Boşa giden zamanları kurtarmak için elimizden gelen hiçbir şey yoktur. O yüzden ben Baekhyun'suz üç yılımı boşa giden zaman diye adlandırmak yerine oğlumun büyüyüşünü gördüğüm, elinden tuttuğum, anne diyişini duyduğum, ilk kahkahasına şahit olduğum, ilk dişinin çıkışını gördüğüm zaman olarak adlandırmayı tercih ettim.
Taehyun'un ceketini giydirirken aklımdan neler geçirdiğim hakkında hiçbir fikrim yoktu. Düşünüyorum, düşünüyorum ama en sonunda ne düşündüğümü düşündüğümde hiçbir şey düşünmediğimi fark ediyorum.
Telefonum çalarken Baekhyun olduğunu bilerek telefonun üzerine atladım. "Baekhyun?"
Sesim istediğimden çok daha neşeli çıkmıştı. Baekhyun'da bunu fark etmiş olacak ki büyük bir kahkaha attı. "Hayatım?"
"Gülme." dedim düz bir sesle. O hala gülmeye devam ederken telefonu omzumla kulağım arasına sıkıştırıp kaçmaya çalışan Taehyun'u tuttum. "Taehyun artık küçük değilsin kaçma, buraya gel."
Baekhyun'un gülen sesini artık duyamazken kaçmaktan vazgeçen Taehyun'un ayağına çorabını giydirdim. "Küçükken kaçar mıydı?"

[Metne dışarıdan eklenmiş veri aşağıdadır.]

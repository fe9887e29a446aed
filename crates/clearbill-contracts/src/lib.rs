//! # clearbill-contracts
//!
//! Shared types and error contracts for the Clearbill patient financial
//! responsibility engine.
//!
//! All crates in the workspace import from here. No business logic lives in
//! this crate — only data definitions and error types.

pub mod audit;
pub mod error;
pub mod estimate;
pub mod financial;
pub mod patient;
pub mod payer;
pub mod service;
pub mod verification;

#[cfg(test)]
mod tests {
    use super::*;
    use error::ClearbillError;
    use estimate::{EstimateLabel, EstimateToken, ResponsibilityEstimate};
    use patient::{InsuranceRecord, Patient};
    use service::ServiceLine;
    use verification::{VerificationSnapshot, VerificationStatus};

    fn record(member_id: Option<&str>, subscriber_id: Option<&str>) -> InsuranceRecord {
        InsuranceRecord {
            id: "ins-1".to_string(),
            carrier_code: "UHC01".to_string(),
            carrier_name: "United Healthcare".to_string(),
            active: true,
            copay_dollar_amount: 0.0,
            copay_percentage_amount: 0.0,
            annual_deductible: 0.0,
            deductible_amount_met: 0.0,
            member_id: member_id.map(str::to_string),
            subscriber_id: subscriber_id.map(str::to_string),
        }
    }

    // ── Patient name splitting ───────────────────────────────────────────────

    #[test]
    fn split_name_last_first() {
        let patient = Patient {
            id: "p1".to_string(),
            name: "Doe, Jane".to_string(),
            dob: "01/15/1980".to_string(),
            insurances: vec![],
        };
        assert_eq!(
            patient.split_name(),
            Some(("Jane".to_string(), "Doe".to_string()))
        );
    }

    #[test]
    fn split_name_rejects_unsplittable() {
        for bad in ["Jane Doe", "Doe,", ", Jane", ""] {
            let patient = Patient {
                id: "p1".to_string(),
                name: bad.to_string(),
                dob: "01/15/1980".to_string(),
                insurances: vec![],
            };
            assert_eq!(patient.split_name(), None, "name {:?} should not split", bad);
        }
    }

    // ── Member id priority ───────────────────────────────────────────────────

    #[test]
    fn member_id_takes_priority_over_subscriber_id() {
        let rec = record(Some("M123"), Some("S456"));
        assert_eq!(rec.best_member_id(), Some("M123"));
    }

    #[test]
    fn blank_member_id_falls_back_to_subscriber_id() {
        let rec = record(Some("   "), Some("S456"));
        assert_eq!(rec.best_member_id(), Some("S456"));
    }

    #[test]
    fn no_identifiers_yields_none() {
        let rec = record(None, Some(""));
        assert_eq!(rec.best_member_id(), None);
    }

    // ── Verification snapshot ────────────────────────────────────────────────

    #[test]
    fn status_parse_is_case_insensitive() {
        assert_eq!(VerificationStatus::parse("Active"), Some(VerificationStatus::Active));
        assert_eq!(VerificationStatus::parse(" INACTIVE "), Some(VerificationStatus::Inactive));
        assert_eq!(VerificationStatus::parse("unknown"), None);
    }

    #[test]
    fn snapshot_with_only_zeroes_is_empty() {
        let snap = VerificationSnapshot {
            status: VerificationStatus::Active,
            copay: Some(0.0),
            coinsurance_pct: None,
            deductible_remaining: Some(0.0),
            annual_deductible: None,
            deductible_met: None,
        };
        assert!(snap.all_fields_empty());
    }

    #[test]
    fn snapshot_with_one_value_is_not_empty() {
        let snap = VerificationSnapshot {
            status: VerificationStatus::Active,
            copay: None,
            coinsurance_pct: Some(20.0),
            deductible_remaining: None,
            annual_deductible: None,
            deductible_met: None,
        };
        assert!(!snap.all_fields_empty());
    }

    // ── Tokens ───────────────────────────────────────────────────────────────

    #[test]
    fn token_rendering() {
        assert_eq!(EstimateToken::Dollar(25.0).to_string(), "$25.00");
        assert_eq!(EstimateToken::Percent(20.0).to_string(), "20%");
        assert_eq!(EstimateToken::PerEligibility.to_string(), "Per Elig");
        assert_eq!(EstimateToken::Zero.to_string(), "$0");
        assert_eq!(EstimateToken::NoPolicy.to_string(), "No Policy");
        assert_eq!(EstimateToken::Tbd.to_string(), "TBD");
    }

    #[test]
    fn label_estimates_tokenize_to_fixed_tokens() {
        assert_eq!(
            ResponsibilityEstimate::Label(EstimateLabel::PerEligibility).token(),
            EstimateToken::PerEligibility
        );
        assert_eq!(
            ResponsibilityEstimate::Label(EstimateLabel::MedicaidZero).token(),
            EstimateToken::Zero
        );
        assert_eq!(
            ResponsibilityEstimate::Label(EstimateLabel::MedicaidMedManagement).token(),
            EstimateToken::Zero
        );
        assert_eq!(
            ResponsibilityEstimate::Label(EstimateLabel::NoSelfPayPolicy).token(),
            EstimateToken::NoPolicy
        );
        assert_eq!(
            ResponsibilityEstimate::Label(EstimateLabel::Undocumented).token(),
            EstimateToken::Tbd
        );
    }

    #[test]
    fn zero_dollar_bucket_covers_both_zero_flavors() {
        assert!(EstimateToken::Zero.is_zero_dollar());
        assert!(EstimateToken::Dollar(0.0).is_zero_dollar());
        assert!(!EstimateToken::Dollar(0.01).is_zero_dollar());
        assert!(EstimateToken::Dollar(0.01).is_nonzero_value());
        assert!(!EstimateToken::Tbd.is_nonzero_value());
    }

    // ── Service lines ────────────────────────────────────────────────────────

    #[test]
    fn service_line_order_and_abbreviations() {
        let abbrevs: Vec<&str> = ServiceLine::ALL.iter().map(|s| s.abbreviation()).collect();
        assert_eq!(abbrevs, vec!["IM", "KAP", "SPR", "MM"]);
    }

    #[test]
    fn every_service_line_has_procedure_codes() {
        for line in ServiceLine::ALL {
            assert!(!line.procedure_codes().is_empty(), "{} has no codes", line);
        }
    }

    // ── Error display ────────────────────────────────────────────────────────

    #[test]
    fn publish_failed_display_names_the_patient() {
        let err = ClearbillError::PublishFailed {
            patient_id: "p42".to_string(),
            reason: "connection reset".to_string(),
        };
        let msg = err.to_string();
        assert!(msg.contains("p42"));
        assert!(msg.contains("connection reset"));
    }

    #[test]
    fn config_error_display() {
        let err = ClearbillError::ConfigError {
            reason: "lookback_days must be positive".to_string(),
        };
        assert!(err.to_string().contains("configuration error"));
    }
}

Eski zamanları aklıma gelince gülümsememe engel olamadım. "Evet, yerinde tutamazdım onu."
"Çok zorlanmış olmalısın."
Baekhyun içimi yakan bir ses tonuyla bu cümleyi söylediğinde nasıl rahat olabilirdim ki? "Hayır, hayır. Junmyeon yanımdaydı, zorlanmadım merak etme."

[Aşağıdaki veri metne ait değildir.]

//! Clearbill Responsibility Engine — Demo CLI
//!
//! Runs the full responsibility pipeline against a fictional patient panel
//! with simulated collaborators, or classifies a single carrier name.
//!
//! Usage:
//!   cargo run -p demo -- run
//!   cargo run -p demo -- run --twice
//!   cargo run -p demo -- classify "Aetna Medicare Advantage HMO"

mod mocks;

use std::path::PathBuf;

use clap::{Parser, Subcommand};
use tracing_subscriber::EnvFilter;

use clearbill_audit::InMemoryAuditStore;
use clearbill_contracts::error::ClearbillResult;
use clearbill_engine::{classifier, Engine, EngineConfig};

// ── CLI definition ────────────────────────────────────────────────────────────

/// Clearbill — patient financial responsibility memo engine demo.
#[derive(Parser)]
#[command(
    name = "demo",
    about = "Clearbill responsibility engine demo",
    long_about = "Runs the Clearbill pipeline over a fictional patient panel:\n\
                  payer classification, benefit fusion, per-service-line\n\
                  estimates, posting decisions, and duplicate suppression."
)]
struct Cli {
    /// Optional TOML config overriding the built-in defaults.
    #[arg(long, global = true)]
    config: Option<PathBuf>,

    #[command(subcommand)]
    command: Command,
}

#[derive(Subcommand)]
enum Command {
    /// Process the demo patient panel end to end.
    Run {
        /// Run the pipeline a second time to demonstrate duplicate
        /// suppression.
        #[arg(long)]
        twice: bool,
    },
    /// Classify one carrier name and print its payer category.
    Classify {
        /// Free-text carrier name, e.g. "Aetna Medicare Advantage HMO".
        carrier_name: String,
    },
}

// ── Entry point ───────────────────────────────────────────────────────────────

fn main() {
    // Structured logging; set RUST_LOG=debug for the full decision trail.
    tracing_subscriber::fmt()
        .with_env_filter(
            EnvFilter::try_from_default_env().unwrap_or_else(|_| EnvFilter::new("warn")),
        )
        .with_target(false)
        .compact()
        .init();

    let cli = Cli::parse();

    let config = match load_config(cli.config.as_deref()) {
        Ok(config) => config,
        Err(e) => {
            eprintln!("Config error: {}", e);
            std::process::exit(1);
        }
    };

    let result = match cli.command {
        Command::Run { twice } => run_panel(config, twice),
        Command::Classify { carrier_name } => {
            let category = classifier::classify(&config, "", &carrier_name);
            println!("{} → {}", carrier_name, category);
            Ok(())
        }
    };

    if let Err(e) = result {
        eprintln!("Demo error: {}", e);
        std::process::exit(1);
    }
}

fn load_config(path: Option<&std::path::Path>) -> ClearbillResult<EngineConfig> {
    match path {
        Some(path) => EngineConfig::from_file(path),
        None => Ok(EngineConfig::default()),
    }
}

// ── Run scenario ──────────────────────────────────────────────────────────────

fn run_panel(config: EngineConfig, twice: bool) -> ClearbillResult<()> {
    println!();
    println!("Clearbill — Patient Financial Responsibility Engine");
    println!("====================================================");
    println!();
    println!("Pipeline per insurance record:");
    println!("  [1] Eligibility verification (with record-only fallback)");
    println!("  [2] Benefit fusion: verified values over record defaults");
    println!("  [3] Payer classification and per-service-line estimates");
    println!("  [4] Duplicate suppression against the audit log");
    println!("  [5] Posting decision → publish or suppress");
    println!();

    let audit = InMemoryAuditStore::new();
    let passes = if twice { 2 } else { 1 };

    for pass in 1..=passes {
        if twice {
            println!("— pass {} —", pass);
        }

        // One engine per pass, sharing the same audit store so the second
        // pass sees the first pass's rows.
        let engine = Engine::new(
            config.clone(),
            Box::new(mocks::SimulatedPractice::new(mocks::demo_patients())),
            Box::new(mocks::SimulatedVerification),
            Box::new(audit.clone()),
        );

        let summary = engine.run()?;
        println!();
        println!(
            "  patients: {}  posted: {}  suppressed: {}  duplicates: {}  errors: {}",
            summary.patients_processed,
            summary.memos_posted,
            summary.memos_suppressed,
            summary.duplicates_skipped,
            summary.errors
        );
        println!();
    }

    println!("Audit rows:");
    for row in audit.export() {
        println!("  [{:?}] {}", row.status, row.message);
    }
    println!();

    Ok(())
}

Taehyun'un son çorabını da giydirdikten sonra onu serbest bıraktım ve gidip televizyonda ki çizgi filmi izlemeye başladı. Sessiz bir fısıltı kulaklarıma dolduğunda kalbimin paramparça olduğunu hissettim. "Özür dilerim."
"Neden?" Sesimi neşeli tutmaya çalışmıştım ama ne kadar başarılıydım bilmiyorum. "Sen bizim bebeğimizi taşırken yanında olamadığım, elimi bir kez karnına koyup bebeğimle konuşamadığım, karnını sevip onu öpemediğim, Taehyun doğduğunda kokusunu içime çekip, senin saçlarına bir öpücük konduramadığım, gece seni tek uyanmaya mahrum ettiğim, Taehyun'un ilk adımlarını, ilk diş çıkarışını, ilk kelimesini, bütün ilklerini kaçırdığım için. Seni yalnız bıraktığım için özür dilerim Taengoo."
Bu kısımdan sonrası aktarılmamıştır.